Spinal cord-injured patients, for example, often become obese from lack of exercise. But the combination of muscle stimulation and exercise can help control weight gain, while at the same time reducing blood pressure, pulse rate and other medical complications and increasing the patient's range of motion.

"And even if we can't get these patients to walk yet," adds Dr. Strayer, "we can give them a better quality of life. One of our patients, for example, although not able to walk, has regained a degree of independence by being able to drive again."

The StimMaster is not only yielding important information about the mechanism of the body's automatic rhythmic movements, and identifying what's going on when it fails, says Dr. Strayer. It's also proving cheaper and more efficient than the standard treadmill for exercise therapy.

A "deconditioned" patient on a treadmill, for example, must be supported in a harness and requires help from several therapists. The equipment is expensive, the therapy exhausting.

Using the StimMaster cycle, however, the patient sits comfortably in a cushioned seat, without requiring mechanical or human physical support.

Another benefit of the cycling might be stimulation of what scientists call the central pattern generator (CPG). This nerve mechanism, thought to be located in the spinal cord, controls rhythmic movements such as walking without brain input.

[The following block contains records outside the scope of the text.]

//! Logical plan nodes: immutable, shared, serializable DAG vertices.
//!
//! A node records which operator kind runs, its scalar parameters, any
//! process-local opaque parameters (closures), and its input nodes. Nodes are
//! never mutated once constructed; rewriting a plan means cloning nodes with
//! replaced fields.

use std::collections::{BTreeMap, HashMap};
use std::fmt;
use std::sync::{Arc, OnceLock};

use serde::{Deserialize, Serialize};

use quarry_core::error::{Error, Result};
use quarry_core::value::{LogicalType, Value};

use crate::hash::Hash256;

/// Scalar parameter keys starting with this prefix are engine-private
/// (memoization, type caches) and are rejected from callers.
pub const RESERVED_PREFIX: &str = "__qy";

pub type NodeRef = Arc<PlanNode>;

/// How an operator's output row count relates to its input(s).
#[derive(Debug, Clone, Copy, PartialEq, Eq, Serialize, Deserialize)]
pub enum ShapeClass {
    /// Accepts 0 inputs and manufactures rows.
    Source,
    /// Preserves row count 1:1 against its designated input.
    Linear,
    /// May consume many rows and emit fewer.
    SubLinear,
}

#[derive(Debug, Clone, Copy, PartialEq, Eq)]
pub struct KindAttributes {
    pub shape: ShapeClass,
    pub arity: usize,
}

/// The closed set of operator kinds the engine can run.
#[derive(Debug, Clone, Copy, PartialEq, Eq, Hash, Serialize, Deserialize)]
pub enum OperatorKind {
    Range,
    Scan,
    Transform,
    BinaryTransform,
    Project,
    Union,
    LogicalFilter,
    Reduce,
}

impl OperatorKind {
    pub fn attributes(self) -> KindAttributes {
        use OperatorKind::*;
        match self {
            Range | Scan => KindAttributes {
                shape: ShapeClass::Source,
                arity: 0,
            },
            Transform | Project => KindAttributes {
                shape: ShapeClass::Linear,
                arity: 1,
            },
            BinaryTransform | Union => KindAttributes {
                shape: ShapeClass::Linear,
                arity: 2,
            },
            LogicalFilter => KindAttributes {
                shape: ShapeClass::SubLinear,
                arity: 2,
            },
            Reduce => KindAttributes {
                shape: ShapeClass::SubLinear,
                arity: 1,
            },
        }
    }

    pub fn name(self) -> &'static str {
        use OperatorKind::*;
        match self {
            Range => "range",
            Scan => "scan",
            Transform => "transform",
            BinaryTransform => "binary_transform",
            Project => "project",
            Union => "union",
            LogicalFilter => "logical_filter",
            Reduce => "reduce",
        }
    }
}

/// Process-local parameters (closures). Never serialized; plans that carry
/// them refuse serialization.
#[derive(Clone)]
pub enum OpaqueParam {
    UnaryFn(Arc<dyn Fn(&Value) -> Value + Send + Sync>),
    BinaryFn(Arc<dyn Fn(&Value, &Value) -> Value + Send + Sync>),
}

impl fmt::Debug for OpaqueParam {
    fn fmt(&self, f: &mut fmt::Formatter<'_>) -> fmt::Result {
        match self {
            OpaqueParam::UnaryFn(_) => write!(f, "UnaryFn(..)"),
            OpaqueParam::BinaryFn(_) => write!(f, "BinaryFn(..)"),
        }
    }
}

/// Lazily-computed sidecar: inferred output shape and the stable node hash.
#[derive(Debug, Clone)]
pub struct NodeInfo {
    pub output_types: Vec<LogicalType>,
    pub output_length: i64,
    pub hash: Hash256,
}

pub struct PlanNode {
    kind: OperatorKind,
    params: BTreeMap<String, Value>,
    opaque: HashMap<String, OpaqueParam>,
    inputs: Vec<NodeRef>,
    pub(crate) cached: OnceLock<NodeInfo>,
}

impl fmt::Debug for PlanNode {
    fn fmt(&self, f: &mut fmt::Formatter<'_>) -> fmt::Result {
        f.debug_struct("PlanNode")
            .field("kind", &self.kind)
            .field("params", &self.params)
            .field("opaque", &self.opaque)
            .field("inputs", &self.inputs.len())
            .finish()
    }
}

/// Structural equality over kind, params, opaque keys, and inputs.
impl PartialEq for PlanNode {
    fn eq(&self, other: &Self) -> bool {
        if self.kind != other.kind || self.params != other.params {
            return false;
        }
        let mut mine: Vec<&String> = self.opaque.keys().collect();
        let mut theirs: Vec<&String> = other.opaque.keys().collect();
        mine.sort();
        theirs.sort();
        if mine != theirs {
            return false;
        }
        self.inputs.len() == other.inputs.len()
            && self
                .inputs
                .iter()
                .zip(&other.inputs)
                .all(|(a, b)| a.as_ref() == b.as_ref())
    }
}

/// Build a plan node, validating arity and the reserved key prefix.
pub fn make_plan_node(
    kind: OperatorKind,
    params: BTreeMap<String, Value>,
    opaque: HashMap<String, OpaqueParam>,
    inputs: Vec<NodeRef>,
) -> Result<NodeRef> {
    let attrs = kind.attributes();
    if inputs.len() != attrs.arity {
        return Err(Error::Plan(format!(
            "{} expects {} inputs, got {}",
            kind.name(),
            attrs.arity,
            inputs.len()
        )));
    }
    for key in params.keys().chain(opaque.keys()) {
        if key.starts_with(RESERVED_PREFIX) {
            return Err(Error::Plan(format!(
                "parameter key {key:?} uses the engine-private prefix {RESERVED_PREFIX:?}"
            )));
        }
    }
    Ok(Arc::new(PlanNode {
        kind,
        params,
        opaque,
        inputs,
        cached: OnceLock::new(),
    }))
}

impl PlanNode {
    pub fn kind(&self) -> OperatorKind {
        self.kind
    }

    pub fn params(&self) -> &BTreeMap<String, Value> {
        &self.params
    }

    pub fn inputs(&self) -> &[NodeRef] {
        &self.inputs
    }

    pub fn input(&self, idx: usize) -> Result<&NodeRef> {
        self.inputs.get(idx).ok_or_else(|| {
            Error::Plan(format!(
                "{} has no input slot {idx}",
                self.kind.name()
            ))
        })
    }

    pub fn has_opaque(&self) -> bool {
        !self.opaque.is_empty()
    }

    /// Opaque parameter keys in sorted order.
    pub fn opaque_keys(&self) -> Vec<&str> {
        let mut keys: Vec<&str> = self.opaque.keys().map(String::as_str).collect();
        keys.sort_unstable();
        keys
    }

    /// Clone this node with a replaced input list (plan rewriting; shared
    /// nodes are never mutated in place).
    pub fn with_inputs(&self, inputs: Vec<NodeRef>) -> Result<NodeRef> {
        make_plan_node(self.kind, self.params.clone(), self.opaque.clone(), inputs)
    }

    // --- parameter accessors; all failures are construction errors ---

    fn missing(&self, key: &str) -> Error {
        Error::Plan(format!(
            "{} node is missing parameter {key:?}",
            self.kind.name()
        ))
    }

    pub fn int_param(&self, key: &str) -> Result<i64> {
        match self.params.get(key) {
            Some(Value::Int(v)) => Ok(*v),
            Some(other) => Err(Error::Plan(format!(
                "{} parameter {key:?} should be an int, got {other:?}",
                self.kind.name()
            ))),
            None => Err(self.missing(key)),
        }
    }

    pub fn str_param(&self, key: &str) -> Result<&str> {
        match self.params.get(key) {
            Some(Value::Str(s)) => Ok(s),
            Some(other) => Err(Error::Plan(format!(
                "{} parameter {key:?} should be a string, got {other:?}",
                self.kind.name()
            ))),
            None => Err(self.missing(key)),
        }
    }

    /// A comma-separated index list, e.g. project's `columns`.
    pub fn index_list_param(&self, key: &str) -> Result<Vec<usize>> {
        let raw = self.str_param(key)?;
        raw.split(',')
            .map(str::trim)
            .filter(|s| !s.is_empty())
            .map(|s| {
                s.parse::<usize>().map_err(|_| {
                    Error::Plan(format!(
                        "{} parameter {key:?} has non-index entry {s:?}",
                        self.kind.name()
                    ))
                })
            })
            .collect()
    }

    pub fn type_param(&self, key: &str) -> Result<LogicalType> {
        self.str_param(key)?.parse()
    }

    pub fn opaque_param(&self, key: &str) -> Result<&OpaqueParam> {
        self.opaque.get(key).ok_or_else(|| {
            Error::Plan(format!(
                "{} node is missing opaque parameter {key:?}",
                self.kind.name()
            ))
        })
    }
}

#[cfg(test)]
mod tests {
    use super::*;

    fn params(pairs: &[(&str, Value)]) -> BTreeMap<String, Value> {
        pairs
            .iter()
            .map(|(k, v)| (k.to_string(), v.clone()))
            .collect()
    }

    fn range(start: i64, end: i64) -> NodeRef {
        make_plan_node(
            OperatorKind::Range,
            params(&[("start", Value::Int(start)), ("end", Value::Int(end))]),
            HashMap::new(),
            vec![],
        )
        .unwrap()
    }

    #[test]
    fn arity_is_enforced() {
        let r = range(0, 10);
        let err = make_plan_node(
            OperatorKind::BinaryTransform,
            BTreeMap::new(),
            HashMap::new(),
            vec![r],
        );
        assert!(matches!(err, Err(Error::Plan(_))));
    }

    #[test]
    fn reserved_prefix_rejected() {
        let err = make_plan_node(
            OperatorKind::Range,
            params(&[("__qy_cache", Value::Int(0))]),
            HashMap::new(),
            vec![],
        );
        assert!(matches!(err, Err(Error::Plan(_))));
    }

    #[test]
    fn structural_equality_follows_shared_inputs() {
        let shared = range(0, 5);
        let a = make_plan_node(
            OperatorKind::Union,
            BTreeMap::new(),
            HashMap::new(),
            vec![Arc::clone(&shared), Arc::clone(&shared)],
        )
        .unwrap();
        let b = make_plan_node(
            OperatorKind::Union,
            BTreeMap::new(),
            HashMap::new(),
            vec![range(0, 5), range(0, 5)],
        )
        .unwrap();
        assert_eq!(a.as_ref(), b.as_ref());
    }

    #[test]
    fn param_accessors_report_kind_and_key() {
        let r = range(0, 5);
        assert_eq!(r.int_param("start").unwrap(), 0);
        let err = r.int_param("step").unwrap_err();
        assert!(err.to_string().contains("step"));
    }
}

"Unfortunately," says Stephen Page, PhD, co-principal investigator and research director in physical medicine and rehabilitation, "you can't take the spinal cord apart. And it has no blood flow to take up a contrast medium and generate a visual image, which makes it very tough to figure out."

An important next step, therefore, just as it's done in the brain, is to find a way of generating an image of the spinal cord.

"Science is deliberate," observes Dr. Page. "We can't start on the spine until we understand the effect of spinal injury on the brain. First we need a good marker of what's going on there.

"So we have to start on things we know, or study people who are less impaired, like our incomplete spinal cord injury patients. When we have this pilot data, it will be reasonable then to move down the spinal cord to see what's going on there."

The research at UC and the Drake Center is currently funded by a two-year, $80,000 grant from the UC College of Medicine Dean's Discovery Fund.